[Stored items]
◆ ◆ ◆ ◆

//! Per-page PDF text extraction.
//!
//! Pages come back in document order with their 0-based index. A page without a text layer
//! (a scanned image, for example) yields an empty string rather than an error; downstream
//! chunking simply sees no lines for it.

use lopdf::Document;
use thiserror::Error;

use crate::config::DEFAULT_MAX_DOCUMENT_BYTES;

const PDF_MAGIC: &[u8] = b"%PDF";

/// Errors raised while turning PDF bytes into page text.
#[derive(Debug, Error)]
pub enum ExtractionError {
    /// The upload contained no bytes.
    #[error("document is empty")]
    Empty,
    /// The buffer exceeded the configured extraction limit.
    #[error("document is {size} bytes, above the {limit} byte limit")]
    TooLarge {
        /// Size of the rejected buffer.
        size: usize,
        /// Configured maximum.
        limit: usize,
    },
    /// The buffer does not start with a PDF header.
    #[error("document is not a PDF (missing %PDF header)")]
    NotPdf,
    /// The document is encrypted and cannot be read without a password.
    #[error("document is encrypted")]
    Encrypted,
    /// The PDF structure could not be parsed.
    #[error("failed to parse PDF: {0}")]
    Malformed(String),
    /// Text decoding failed on a specific page.
    #[error("failed to extract text from page {page}: {message}")]
    Page {
        /// 0-based index of the page where extraction stopped.
        page: usize,
        /// Parser diagnostic.
        message: String,
    },
}

impl ExtractionError {
    /// Page index where extraction stopped, when it could be determined.
    pub fn page(&self) -> Option<usize> {
        match self {
            Self::Page { page, .. } => Some(*page),
            _ => None,
        }
    }
}

/// Text extracted from one page of a document.
#[derive(Debug, Clone, PartialEq, Eq)]
pub struct Page {
    /// 0-based position of the page in the document.
    pub index: usize,
    /// Extracted text; empty when the page has no text layer.
    pub text: String,
}

/// Extracts text page by page from raw PDF bytes.
#[derive(Debug, Clone)]
pub struct PdfTextExtractor {
    max_bytes: usize,
}

impl PdfTextExtractor {
    /// Create an extractor with the default size limit.
    pub fn new() -> Self {
        Self {
            max_bytes: DEFAULT_MAX_DOCUMENT_BYTES,
        }
    }

    /// Override the maximum document size accepted for extraction.
    pub fn with_max_bytes(mut self, max_bytes: usize) -> Self {
        self.max_bytes = max_bytes;
        self
    }

    /// Extract the text of every page, in document order.
    pub fn extract(&self, data: &[u8]) -> Result<Vec<Page>, ExtractionError> {
        if data.is_empty() {
            return Err(ExtractionError::Empty);
        }
        if data.len() > self.max_bytes {
            return Err(ExtractionError::TooLarge {
                size: data.len(),
                limit: self.max_bytes,
            });
        }
        if !data.starts_with(PDF_MAGIC) {
            return Err(ExtractionError::NotPdf);
        }

        let document =
            Document::load_mem(data).map_err(|error| ExtractionError::Malformed(error.to_string()))?;
        if document.is_encrypted() {
            return Err(ExtractionError::Encrypted);
        }

        let page_numbers: Vec<u32> = document.get_pages().keys().copied().collect();
        let mut pages = Vec::with_capacity(page_numbers.len());
        for (index, page_number) in page_numbers.into_iter().enumerate() {
            let raw = document
                .extract_text(&[page_number])
                .map_err(|error| ExtractionError::Page {
                    page: index,
                    message: error.to_string(),
                })?;
            let text = clean_page_text(&raw);
            if text.trim().is_empty() {
                tracing::debug!(page = index, "Page has no extractable text layer");
            }
            pages.push(Page { index, text });
        }

        tracing::debug!(
            pages = pages.len(),
            bytes = data.len(),
            "Extracted PDF text"
        );
        Ok(pages)
    }
}

impl Default for PdfTextExtractor {
    fn default() -> Self {
        Self::new()
    }
}

/// Drop control characters that PDF text decoding sometimes leaves behind, keeping line
/// breaks and tabs so line structure survives for the splitter.
fn clean_page_text(raw: &str) -> String {
    raw.chars()
        .filter(|c| matches!(c, '\n' | '\r' | '\t') || !c.is_control())
        .collect()
}


#[cfg(test)]
mod tests {
    use super::test_support::build_pdf;
    use super::*;

    #[test]
    fn extracts_pages_in_document_order() {
        let pdf = build_pdf(&[&["Photosynthesis basics"], &["Cellular respiration"]]);
        let pages = PdfTextExtractor::new().extract(&pdf).expect("extraction");

        assert_eq!(pages.len(), 2);
        assert_eq!(pages[0].index, 0);
        assert_eq!(pages[1].index, 1);
        assert!(pages[0].text.contains("Photosynthesis basics"));
        assert!(pages[1].text.contains("Cellular respiration"));
    }

    #[test]
    fn page_without_text_yields_empty_string() {
        let pdf = build_pdf(&[&["Intro"], &[]]);
        let pages = PdfTextExtractor::new().extract(&pdf).expect("extraction");

        assert_eq!(pages.len(), 2);
        assert!(pages[1].text.trim().is_empty());
    }

    #[test]
    fn rejects_empty_and_non_pdf_buffers() {
        let extractor = PdfTextExtractor::new();
        assert!(matches!(extractor.extract(b""), Err(ExtractionError::Empty)));
        assert!(matches!(
            extractor.extract(b"plain text, not a pdf"),
            Err(ExtractionError::NotPdf)
        ));
    }

    #[test]
    fn rejects_truncated_pdf() {
        let error = PdfTextExtractor::new()
            .extract(b"%PDF-1.5\n1 0 obj << /Type /Catalog")
            .unwrap_err();
        assert!(matches!(error, ExtractionError::Malformed(_)));
        assert_eq!(error.page(), None);
    }

    #[test]
    fn enforces_size_limit() {
        let pdf = build_pdf(&[&["Too big"]]);
        let error = PdfTextExtractor::new()
            .with_max_bytes(16)
            .extract(&pdf)
            .unwrap_err();
        assert!(matches!(error, ExtractionError::TooLarge { limit: 16, .. }));
    }

    #[test]
    fn clean_page_text_keeps_line_structure() {
        assert_eq!(clean_page_text("a\u{0}b\nc\td"), "ab\nc\td");
    }
}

◆ ◆ ◆ ◆

* _Required action_:
For each line in the data that contains the string "NotPdf", give a copy of that line.

* _Finished exercise_:
    NotPdf,
            return Err(ExtractionError::NotPdf);
            Err(ExtractionError::NotPdf)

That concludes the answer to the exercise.